For the surf, you want a shock leader if you will be launching weight. Rule of thumb is 10x the weight you cast. So 4 oz means 40 lb test shock. You only need enough to wrap you spool 3-4x while you cast. I use BBG mono for that. And that 10x is for a full on cast.
I also lobbed about a pound of weight/bait with that same 60 lb shock leader, so it really depends on how hard you cast.
For shock leader, mono is fine and cheap.


----------



## Catch This (Nov 19, 2005)

+1 on what PODS said. I use about 6 feet of 20lb flouro as a shock leader on the light stuff in the surf and bay.


----------



## Virginia_2_Maine (Aug 4, 2015)

yea im not looking to cast way out there. i will only be tossing 4 oz of weight plus bait...so you think 20 pound fluoro will be fine for me for the surf and sound?


----------



## SmoothLures (Feb 13, 2008)

10-15 lb fluoro for inshore up to 25 or 30 lb if needed around oysters/rocks. This is tied to your main line with a uni-uni knot or similar then tied to your lure. Tie Carolina rigs out of fluoro. I usually use 20 or 25 lb. 

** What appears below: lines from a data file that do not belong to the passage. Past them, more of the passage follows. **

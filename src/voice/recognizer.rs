//! Microphone recognition engine
//!
//! Captures from the default microphone on a dedicated thread, cuts the
//! stream into utterances by energy, and transcribes each utterance in the
//! cloud. Each utterance arrives as a single final segment.
//!
//! Only one capture thread holds the device at a time: a restarted session's
//! thread joins the previous one before opening the microphone.

use std::sync::atomic::{AtomicBool, Ordering};
use std::sync::{Arc, Mutex, MutexGuard, PoisonError, mpsc as std_mpsc};
use std::thread;
use std::time::Duration;

use tokio::sync::mpsc;
use tokio::task::JoinHandle;

use super::capture::{Microphone, samples_to_wav};
use super::input::{RecognitionSegment, Recognizer, RecognizerEvent};
use super::segmenter::UtteranceSegmenter;
use super::stt::{SpeechToText, Transcription};
use crate::{Error, Result};

/// Upper bound on one transcription round trip
pub const DEFAULT_TRANSCRIPTION_TIMEOUT: Duration = Duration::from_secs(15);

const CHUNK_WAIT: Duration = Duration::from_millis(100);

struct Session {
    stop: Arc<AtomicBool>,
    capture: thread::JoinHandle<()>,
    worker: JoinHandle<()>,
}

/// Recognizer over microphone capture and cloud speech-to-text
pub struct MicrophoneRecognizer {
    stt: Arc<SpeechToText>,
    timeout: Duration,
    session: Mutex<Option<Session>>,
    /// Capture thread of the last stopped session, possibly still closing the device
    releasing: Mutex<Option<thread::JoinHandle<()>>>,
}

impl MicrophoneRecognizer {
    #[must_use]
    pub fn new(stt: SpeechToText) -> Self {
        Self::with_timeout(stt, DEFAULT_TRANSCRIPTION_TIMEOUT)
    }

    #[must_use]
    pub fn with_timeout(stt: SpeechToText, timeout: Duration) -> Self {
        Self {
            stt: Arc::new(stt),
            timeout,
            session: Mutex::new(None),
            releasing: Mutex::new(None),
        }
    }

    fn session(&self) -> MutexGuard<'_, Option<Session>> {
        self.session.lock().unwrap_or_else(PoisonError::into_inner)
    }

    fn releasing(&self) -> MutexGuard<'_, Option<thread::JoinHandle<()>>> {
        self.releasing.lock().unwrap_or_else(PoisonError::into_inner)
    }
}

impl Recognizer for MicrophoneRecognizer {
    fn start(&self, events: mpsc::UnboundedSender<RecognizerEvent>) -> Result<()> {
        self.stop();

        let runtime = tokio::runtime::Handle::try_current()
            .map_err(|e| Error::Recognition(e.to_string()))?;

        let stop = Arc::new(AtomicBool::new(false));
        let (utterance_tx, utterance_rx) = mpsc::unbounded_channel();

        let previous = self.releasing().take();
        let capture = spawn_capture(previous, {
            let stop = Arc::clone(&stop);
            let events = events.clone();
            move || capture_loop(&stop, &utterance_tx, &events)
        })?;

        let worker = runtime.spawn(transcribe_loop(
            Arc::clone(&self.stt),
            self.timeout,
            utterance_rx,
            events,
        ));

        *self.session() = Some(Session {
            stop,
            capture,
            worker,
        });
        tracing::debug!("microphone recognizer started");
        Ok(())
    }

    fn stop(&self) {
        let Some(session) = self.session().take() else {
            return;
        };
        session.stop.store(true, Ordering::SeqCst);
        session.worker.abort();
        *self.releasing() = Some(session.capture);
        tracing::debug!("microphone recognizer stopped");
    }
}

impl Drop for MicrophoneRecognizer {
    fn drop(&mut self) {
        self.stop();
    }
}

/// Transcribe one utterance, bounded by `timeout`
///
/// # Errors
///
/// Returns `Error::Recognition` on encoding, API or timeout failure
pub async fn transcribe_utterance(
    stt: &SpeechToText,
    timeout: Duration,
    samples: &[f32],
    sample_rate: u32,
) -> Result<Transcription> {
    let wav =
        samples_to_wav(samples, sample_rate).map_err(|e| Error::Recognition(e.to_string()))?;
    match tokio::time::timeout(timeout, stt.transcribe(&wav)).await {
        Ok(Ok(transcription)) => Ok(transcription),
        Ok(Err(e)) => Err(Error::Recognition(e.to_string())),
        Err(_) => Err(Error::Recognition(format!(
            "transcription timed out after {}s",
            timeout.as_secs()
        ))),
    }
}

/// Spawn a capture thread that starts `capture` once `previous` has exited
fn spawn_capture<F>(
    previous: Option<thread::JoinHandle<()>>,
    capture: F,
) -> std::io::Result<thread::JoinHandle<()>>
where
    F: FnOnce() + Send + 'static,
{
    thread::Builder::new()
        .name("barista-mic".to_string())
        .spawn(move || {
            if previous.is_some_and(|previous| previous.join().is_err()) {
                tracing::warn!("previous capture thread panicked");
            }
            capture();
        })
}

/// Runs on the capture thread; the microphone never leaves it
fn capture_loop(
    stop: &AtomicBool,
    utterances: &mpsc::UnboundedSender<(Vec<f32>, u32)>,
    events: &mpsc::UnboundedSender<RecognizerEvent>,
) {
    // Stopped while waiting for the previous session to let go
    if stop.load(Ordering::SeqCst) {
        return;
    }

    let (microphone, chunks) = match Microphone::open() {
        Ok(opened) => opened,
        Err(e) => {
            tracing::error!(error = %e, "failed to open microphone");
            let _ = events.send(RecognizerEvent::Error(e.to_string()));
            return;
        }
    };

    let sample_rate = microphone.sample_rate();
    let mut segmenter = UtteranceSegmenter::new(sample_rate);

    while !stop.load(Ordering::SeqCst) {
        match chunks.recv_timeout(CHUNK_WAIT) {
            Ok(chunk) => {
                if let Some(utterance) = segmenter.push(&chunk) {
                    if utterances.send((utterance, sample_rate)).is_err() {
                        break;
                    }
                }
            }
            Err(std_mpsc::RecvTimeoutError::Timeout) => {}
            Err(std_mpsc::RecvTimeoutError::Disconnected) => {
                let _ = events.send(RecognizerEvent::Error(
                    "microphone stream closed".to_string(),
                ));
                break;
            }
        }
    }

    drop(microphone);
}

async fn transcribe_loop(
    stt: Arc<SpeechToText>,
    timeout: Duration,
    mut utterances: mpsc::UnboundedReceiver<(Vec<f32>, u32)>,
    events: mpsc::UnboundedSender<RecognizerEvent>,
) {
    while let Some((samples, sample_rate)) = utterances.recv().await {
        let event = match transcribe_utterance(&stt, timeout, &samples, sample_rate).await {
            Ok(transcription) => match to_segment(transcription) {
                Some(segment) => RecognizerEvent::Results(vec![segment]),
                None => continue,
            },
            Err(e) => RecognizerEvent::Error(e.to_string()),
        };

        let failed = matches!(event, RecognizerEvent::Error(_));
        if events.send(event).is_err() || failed {
            break;
        }
    }
}

fn to_segment(transcription: Transcription) -> Option<RecognitionSegment> {
    if transcription.text.trim().is_empty() {
        return None;
    }
    // Whisper reports no confidence; an answer at all counts as certain
    let confidence = transcription.confidence.unwrap_or(1.0);
    Some(RecognitionSegment::final_text(transcription.text, confidence))
}
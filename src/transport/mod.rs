//! Message channel to the remote assistant
//!
//! A [`Transport`] owns one bidirectional channel. Replies and status changes
//! are published on [`EventBus`]es so any number of components can observe
//! them.

mod websocket;

use std::fmt;
use std::time::Duration;

use async_trait::async_trait;
use serde::{Deserialize, Serialize};

pub use websocket::WsTransport;

use crate::Result;
use crate::events::EventBus;
use crate::protocol::AssistantReply;

/// State of the channel
#[derive(Debug, Clone, Copy, Default, PartialEq, Eq, Hash, Serialize, Deserialize)]
#[serde(rename_all = "lowercase")]
pub enum ConnectionStatus {
    /// Opening the channel
    Connecting,
    /// Open and ready to send
    Connected,
    /// Closed
    #[default]
    Disconnected,
    /// Unreachable, or reconnect attempts exhausted
    Error,
}

impl ConnectionStatus {
    /// Lowercase label, as used on the wire and in status displays
    #[must_use]
    pub const fn as_str(self) -> &'static str {
        match self {
            Self::Connecting => "connecting",
            Self::Connected => "connected",
            Self::Disconnected => "disconnected",
            Self::Error => "error",
        }
    }
}

impl fmt::Display for ConnectionStatus {
    fn fmt(&self, f: &mut fmt::Formatter<'_>) -> fmt::Result {
        f.write_str(self.as_str())
    }
}

/// A bidirectional channel to the assistant
#[async_trait]
pub trait Transport: Send + Sync {
    /// Open the channel
    ///
    /// Resolves once the channel is ready.
    ///
    /// # Errors
    ///
    /// Returns `Error::Connection` if the endpoint cannot be reached
    async fn connect(&self) -> Result<()>;

    /// Close the channel and cancel pending reconnect attempts
    ///
    /// Idempotent.
    fn disconnect(&self);

    /// Enqueue a user query
    ///
    /// # Errors
    ///
    /// Returns `Error::NotConnected` if the channel is not open
    fn send(&self, message: &str, session_id: Option<&str>) -> Result<()>;

    /// Current channel state
    fn status(&self) -> ConnectionStatus;

    /// Assistant replies, one per inbound `response` frame
    fn replies(&self) -> &EventBus<AssistantReply>;

    /// Channel state changes
    fn status_changes(&self) -> &EventBus<ConnectionStatus>;
}

/// Reconnect policy for unexpected closes
///
/// Attempts are numbered from 1. The delay before attempt `n` is
/// `base_delay * n`; no attempt is made past `max_attempts`.
#[derive(Debug, Clone, Copy, PartialEq, Eq)]
pub struct ReconnectPolicy {
    /// Maximum number of reconnect attempts
    pub max_attempts: u32,
    /// Delay unit, multiplied by the attempt number
    pub base_delay: Duration,
}

impl Default for ReconnectPolicy {
    fn default() -> Self {
        Self {
            max_attempts: 5,
            base_delay: Duration::from_millis(1000),
        }
    }
}

impl ReconnectPolicy {
    /// Whether attempt number `attempt` is within budget
    #[must_use]
    pub const fn allows(&self, attempt: u32) -> bool {
        attempt >= 1 && attempt <= self.max_attempts
    }

    /// Delay to wait before attempt number `attempt`
    #[must_use]
    pub fn delay_for_attempt(&self, attempt: u32) -> Duration {
        self.base_delay.saturating_mul(attempt)
    }
}
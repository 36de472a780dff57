//! Single-utterance speech output
//!
//! [`SpeechOutput`] speaks one utterance at a time through a [`Synthesizer`].
//! Starting a new utterance cancels the current one; nothing is queued.
//! Every status transition is pushed to subscribers of
//! [`SpeechOutput::statuses`], which is what gates speech input during a call.

use std::sync::{Arc, Mutex, MutexGuard, PoisonError};

use async_trait::async_trait;
use serde::{Deserialize, Serialize};
use tokio::sync::oneshot;
use tokio::task::JoinHandle;

use crate::events::EventBus;
use crate::{Error, Result};

/// Playback state
#[derive(Debug, Clone, Copy, Default, PartialEq, Eq, Hash, Serialize, Deserialize)]
#[serde(rename_all = "lowercase")]
pub enum SpeechStatus {
    #[default]
    Idle,
    Speaking,
    Paused,
    /// Cancelled before the end
    Stopped,
}

/// A voice offered by a synthesizer
#[derive(Debug, Clone, PartialEq, Eq, Serialize, Deserialize)]
pub struct Voice {
    /// Engine-specific identifier
    pub id: String,
    /// Human-readable label
    pub name: String,
    /// BCP 47 language tag
    pub lang: String,
}

/// Per-utterance voice settings
#[derive(Debug, Clone, PartialEq)]
pub struct SpeakOptions {
    /// Speaking rate multiplier
    pub rate: f32,
    pub pitch: f32,
    /// Volume in `[0, 1]`
    pub volume: f32,
    /// `None` selects the engine default
    pub voice: Option<Voice>,
}

impl Default for SpeakOptions {
    fn default() -> Self {
        Self {
            rate: 1.0,
            pitch: 1.0,
            volume: 1.0,
            voice: None,
        }
    }
}

impl SpeakOptions {
    /// Settings used for assistant replies
    #[must_use]
    pub const fn reply() -> Self {
        Self {
            rate: 0.9,
            pitch: 1.0,
            volume: 0.8,
            voice: None,
        }
    }

    #[must_use]
    pub fn with_voice(mut self, voice: Option<Voice>) -> Self {
        self.voice = voice;
        self
    }
}

/// A speech synthesis engine
#[async_trait]
pub trait Synthesizer: Send + Sync {
    /// Voices the engine can speak with
    fn voices(&self) -> Vec<Voice>;

    /// Speak `text`, resolving when playback ends
    ///
    /// # Errors
    ///
    /// Returns error if synthesis or playback fails
    async fn speak(&self, text: &str, options: &SpeakOptions) -> Result<()>;

    fn pause(&self);

    fn resume(&self);

    /// Abandon the current utterance
    fn cancel(&self);
}

/// Pick a voice: a female English voice, else any English voice
#[must_use]
pub fn select_voice(voices: &[Voice]) -> Option<Voice> {
    let english: Vec<&Voice> = voices
        .iter()
        .filter(|v| v.lang.to_ascii_lowercase().starts_with("en"))
        .collect();

    english
        .iter()
        .find(|v| {
            let name = v.name.to_ascii_lowercase();
            name.contains("female") || name.contains("woman")
        })
        .or_else(|| english.first())
        .map(|v| (*v).clone())
}

#[derive(Default)]
struct Playback {
    status: SpeechStatus,
    generation: u64,
    task: Option<JoinHandle<()>>,
}

/// Completion handle for an utterance started with [`SpeechOutput::start`]
#[derive(Debug)]
pub struct PendingUtterance {
    done: oneshot::Receiver<Result<()>>,
}

impl PendingUtterance {
    /// Wait for playback to end
    ///
    /// # Errors
    ///
    /// Returns `Error::Synthesis` if the engine failed or the utterance was
    /// cancelled
    pub async fn finished(self) -> Result<()> {
        match self.done.await {
            Ok(Ok(())) => Ok(()),
            Ok(Err(e @ Error::Synthesis(_))) => Err(e),
            Ok(Err(e)) => Err(Error::Synthesis(e.to_string())),
            Err(_) => Err(Error::Synthesis("utterance interrupted".to_string())),
        }
    }
}

/// Speaks one utterance at a time and broadcasts its status
pub struct SpeechOutput {
    engine: Option<Arc<dyn Synthesizer>>,
    playback: Arc<Mutex<Playback>>,
    statuses: EventBus<SpeechStatus>,
}

impl SpeechOutput {
    /// Speech output backed by `engine`
    #[must_use]
    pub fn new(engine: Arc<dyn Synthesizer>) -> Self {
        Self::build(Some(engine))
    }

    /// Speech output for an environment without synthesis
    #[must_use]
    pub fn unsupported() -> Self {
        Self::build(None)
    }

    fn build(engine: Option<Arc<dyn Synthesizer>>) -> Self {
        Self {
            engine,
            playback: Arc::new(Mutex::new(Playback::default())),
            statuses: EventBus::new(),
        }
    }

    fn playback(&self) -> MutexGuard<'_, Playback> {
        lock(&self.playback)
    }

    /// Whether a synthesis engine exists
    #[must_use]
    pub fn is_available(&self) -> bool {
        self.engine.is_some()
    }

    #[must_use]
    pub fn status(&self) -> SpeechStatus {
        self.playback().status
    }

    #[must_use]
    pub fn is_speaking(&self) -> bool {
        self.status() == SpeechStatus::Speaking
    }

    #[must_use]
    pub fn is_paused(&self) -> bool {
        self.status() == SpeechStatus::Paused
    }

    /// Status transitions
    #[must_use]
    pub const fn statuses(&self) -> &EventBus<SpeechStatus> {
        &self.statuses
    }

    /// Voices offered by the engine
    #[must_use]
    pub fn voices(&self) -> Vec<Voice> {
        self.engine
            .as_ref()
            .map(|engine| engine.voices())
            .unwrap_or_default()
    }

    /// Voice preferred for assistant replies
    #[must_use]
    pub fn best_english_voice(&self) -> Option<Voice> {
        select_voice(&self.voices())
    }

    /// Begin speaking `text`, replacing any current utterance
    ///
    /// `speaking` has been broadcast by the time this returns. Replacing an
    /// utterance that is still playing broadcasts `stopped` first.
    ///
    /// # Errors
    ///
    /// Returns `Error::Unsupported` if no engine exists
    pub fn start(&self, text: &str, options: &SpeakOptions) -> Result<PendingUtterance> {
        let Some(engine) = self.engine.clone() else {
            return Err(Error::Unsupported(
                "speech synthesis is not supported".to_string(),
            ));
        };

        let (generation, replaced) = {
            let mut playback = self.playback();
            if let Some(task) = playback.task.take() {
                task.abort();
            }
            playback.generation += 1;
            let replaced = matches!(
                playback.status,
                SpeechStatus::Speaking | SpeechStatus::Paused
            );
            (playback.generation, replaced)
        };

        if replaced {
            engine.cancel();
            self.transition(SpeechStatus::Stopped);
        }
        self.transition(SpeechStatus::Speaking);
        tracing::debug!(chars = text.len(), "utterance started");

        let (done_tx, done_rx) = oneshot::channel();
        let task = tokio::spawn({
            let playback = Arc::clone(&self.playback);
            let statuses = self.statuses.clone();
            let text = text.to_string();
            let options = options.clone();
            async move {
                let result = engine.speak(&text, &options).await;
                if let Err(e) = &result {
                    tracing::warn!(error = %e, "speech synthesis failed");
                }
                finish(&playback, &statuses, generation);
                let _ = done_tx.send(result);
            }
        });

        let mut playback = self.playback();
        if playback.generation == generation {
            playback.task = Some(task);
        } else {
            task.abort();
        }

        Ok(PendingUtterance { done: done_rx })
    }

    /// Speak `text` and wait for playback to end
    ///
    /// # Errors
    ///
    /// Returns `Error::Unsupported` without an engine, `Error::Synthesis` if
    /// playback fails or is cancelled
    pub async fn speak(&self, text: &str, options: &SpeakOptions) -> Result<()> {
        self.start(text, options)?.finished().await
    }

    /// Pause; only while speaking
    pub fn pause(&self) {
        if self.swap_status(SpeechStatus::Speaking, SpeechStatus::Paused) {
            if let Some(engine) = &self.engine {
                engine.pause();
            }
            self.statuses.emit(&SpeechStatus::Paused);
        }
    }

    /// Resume; only while paused
    pub fn resume(&self) {
        if self.swap_status(SpeechStatus::Paused, SpeechStatus::Speaking) {
            if let Some(engine) = &self.engine {
                engine.resume();
            }
            self.statuses.emit(&SpeechStatus::Speaking);
        }
    }

    /// Cancel playback unconditionally
    pub fn stop(&self) {
        {
            let mut playback = self.playback();
            if let Some(task) = playback.task.take() {
                task.abort();
            }
            playback.generation += 1;
        }

        if let Some(engine) = &self.engine {
            engine.cancel();
        }
        self.transition(SpeechStatus::Stopped);
    }

    fn swap_status(&self, from: SpeechStatus, to: SpeechStatus) -> bool {
        let mut playback = self.playback();
        if playback.status != from {
            return false;
        }
        playback.status = to;
        true
    }

    fn transition(&self, status: SpeechStatus) {
        {
            let mut playback = self.playback();
            if playback.status == status {
                return;
            }
            playback.status = status;
        }
        tracing::debug!(?status, "speech status changed");
        self.statuses.emit(&status);
    }
}

impl Drop for SpeechOutput {
    fn drop(&mut self) {
        if let Some(task) = self.playback().task.take() {
            task.abort();
            if let Some(engine) = &self.engine {
                engine.cancel();
            }
        }
    }
}

fn lock(playback: &Mutex<Playback>) -> MutexGuard<'_, Playback> {
    playback.lock().unwrap_or_else(PoisonError::into_inner)
}

/// Return to idle after the utterance of `generation` ends
fn finish(playback: &Mutex<Playback>, statuses: &EventBus<SpeechStatus>, generation: u64) {
    {
        let mut playback = lock(playback);
        if playback.generation != generation || playback.status == SpeechStatus::Idle {
            return;
        }
        playback.status = SpeechStatus::Idle;
        playback.task = None;
    }
    tracing::debug!("utterance finished");
    statuses.emit(&SpeechStatus::Idle);
}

For the surf tie your rigs out of fluoro and use a mono shock leader, tied to your main line, then to your fluoro rig. 50 and 60 lb mono is suitable for almost everything and overkill for a lot situations. I usually use 30 lb shock leaders with lighter line for panfish on longer casts. I very frequently use no shock leader with 12-14 mono for pompano throwing 2-3 oz bottom rigs, but this is with light 7' rods for the suds and in the trough... 

A shock leader is just so you don't snap your line due to the force behind heaving big chunks of bait and lead out.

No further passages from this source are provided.